Computer Glitches

Who: Greg Schmeck
Age: Late 30s
City: New York, NY
Profession: Computer Engineer & Then Some

It was one of those pseudo introductions where A and B are talking (I’m B) and C (who knows A) comes out of nowhere and joins the conversation, adding some witty remarks that makes A and B chuckle. Then, C starts telling a story and B notices that C is checking in every now and again. Five minutes later (like, really five minutes) C shares his name, Greg, and before you know it, B and C are friends. Chances are either one of them will find each other on Facebook and that’ll be that. The End.

Not exactly. Greg is a computer engineer, “these days every Tom, Dick & Harry thinks they’re computer engineers, so I’ll keep it simple.” I stop him, “No, wait, what type of computer engineering do you do?” He sighs with a smile, “I build ideas for websites and I play with them for a while; see if it’s worth more of my time and someone else’s money.” Greg is in his late 30s (I’m assuming), quite smart, and seems to love dark brown since he’s matching in it from head to toe. Greg knows A from a book club she use to be a part of but can no longer attend since A now works Monday evenings. “That sounds like fun,” I say. Greg shrugs, “Yeah, but at some point I want to start a family and settle down and the tech start-up lifestyle doesn’t support that.”

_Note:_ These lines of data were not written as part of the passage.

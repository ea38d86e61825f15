//! Prometheus text exposition format.
//!
//! Renders a [`GlobalSnapshot`] as gauges with `model`, `block` and
//! `peer` labels for scraping by a Prometheus server or compatible agent.

use std::fmt::Write;

use shardwatch_state::{GlobalSnapshot, ModelStatus, Reachability};

/// Content type of the exposition format.
pub const CONTENT_TYPE: &str = "text/plain; version=0.0.4";

/// Escape a label value (backslash, double quote and newline).
fn escape(value: &str) -> String {
    let mut out = String::with_capacity(value.len());
    for c in value.chars() {
        match c {
            '\\' => out.push_str("\\\\"),
            '"' => out.push_str("\\\""),
            '\n' => out.push_str("\\n"),
            c => out.push(c),
        }
    }
    out
}

fn header(out: &mut String, name: &str, help: &str) {
    let _ = writeln!(out, "# HELP {name} {help}");
    let _ = writeln!(out, "# TYPE {name} gauge");
}

/// Render a snapshot into Prometheus text format.
pub fn render_prometheus(snapshot: &GlobalSnapshot) -> String {
    let mut out = String::new();

    header(
        &mut out,
        "shardwatch_model_status",
        "1 for the model's current status, 0 for the others.",
    );
    for m in &snapshot.models {
        let model = escape(&m.name);
        for status in ModelStatus::ALL {
            let _ = writeln!(
                out,
                "shardwatch_model_status{{model=\"{model}\",status=\"{}\"}} {}",
                status.as_str(),
                u8::from(m.status == status)
            );
        }
    }

    header(
        &mut out,
        "shardwatch_model_block_coverage",
        "Blocks with at least one fresh, reachable server.",
    );
    for m in &snapshot.models {
        let _ = writeln!(
            out,
            "shardwatch_model_block_coverage{{model=\"{}\"}} {}",
            escape(&m.name),
            m.block_coverage
        );
    }

    header(
        &mut out,
        "shardwatch_model_num_blocks",
        "Number of blocks the model is split into.",
    );
    for m in &snapshot.models {
        let _ = writeln!(
            out,
            "shardwatch_model_num_blocks{{model=\"{}\"}} {}",
            escape(&m.name),
            m.num_blocks
        );
    }

    header(
        &mut out,
        "shardwatch_block_covered",
        "Whether a block is covered (1) or not (0).",
    );
    for m in &snapshot.models {
        let model = escape(&m.name);
        for b in &m.blocks {
            let _ = writeln!(
                out,
                "shardwatch_block_covered{{model=\"{model}\",block=\"{}\"}} {}",
                b.index,
                u8::from(b.covered)
            );
        }
    }

    header(
        &mut out,
        "shardwatch_block_redundancy",
        "Fresh, reachable servers holding a block.",
    );
    for m in &snapshot.models {
        let model = escape(&m.name);
        for b in &m.blocks {
            let _ = writeln!(
                out,
                "shardwatch_block_redundancy{{model=\"{model}\",block=\"{}\"}} {}",
                b.index, b.redundancy
            );
        }
    }

    header(
        &mut out,
        "shardwatch_bootstrap_reachable",
        "Whether a bootstrap peer answered the last probe.",
    );
    for peer in &snapshot.bootstrap_states {
        let _ = writeln!(
            out,
            "shardwatch_bootstrap_reachable{{peer=\"{}\"}} {}",
            escape(&peer.peer_id.to_base58()),
            u8::from(peer.reachability == Reachability::Reachable)
        );
    }

    header(
        &mut out,
        "shardwatch_snapshot_generation",
        "Generation of the published snapshot.",
    );
    let _ = writeln!(out, "shardwatch_snapshot_generation {}", snapshot.generation);

    header(
        &mut out,
        "shardwatch_update_duration_seconds",
        "Wall time of the cycle that built the snapshot.",
    );
    let _ = writeln!(
        out,
        "shardwatch_update_duration_seconds {:.3}",
        snapshot.update_duration_secs
    );

    out
}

Greg makes a lot of money and has done so for a while. He also works 60 hours a week with a small group of college friends in one of those mirror-reflecting high rises on Park Avenue. He doesn’t have a girlfriend to support his future plans of starting a family, yet. But he’s hopeful. I prod, “Where will you find Ms. Right?” He laughs nervously, “Ah, yes, the million dollar question. Maybe you know. I’ll pay you!” I laugh. While the greater population is desperately in need of a little more pocket change in their pay stub, Greg may very well never have to deal with those woes in this lifetime. And yet, his reality is peppered with waiting for Ms. Right who just may find her way into his 60-hour week. Fingers crossed…

He changes the subject and asks us to raise our glasses and toast about something else.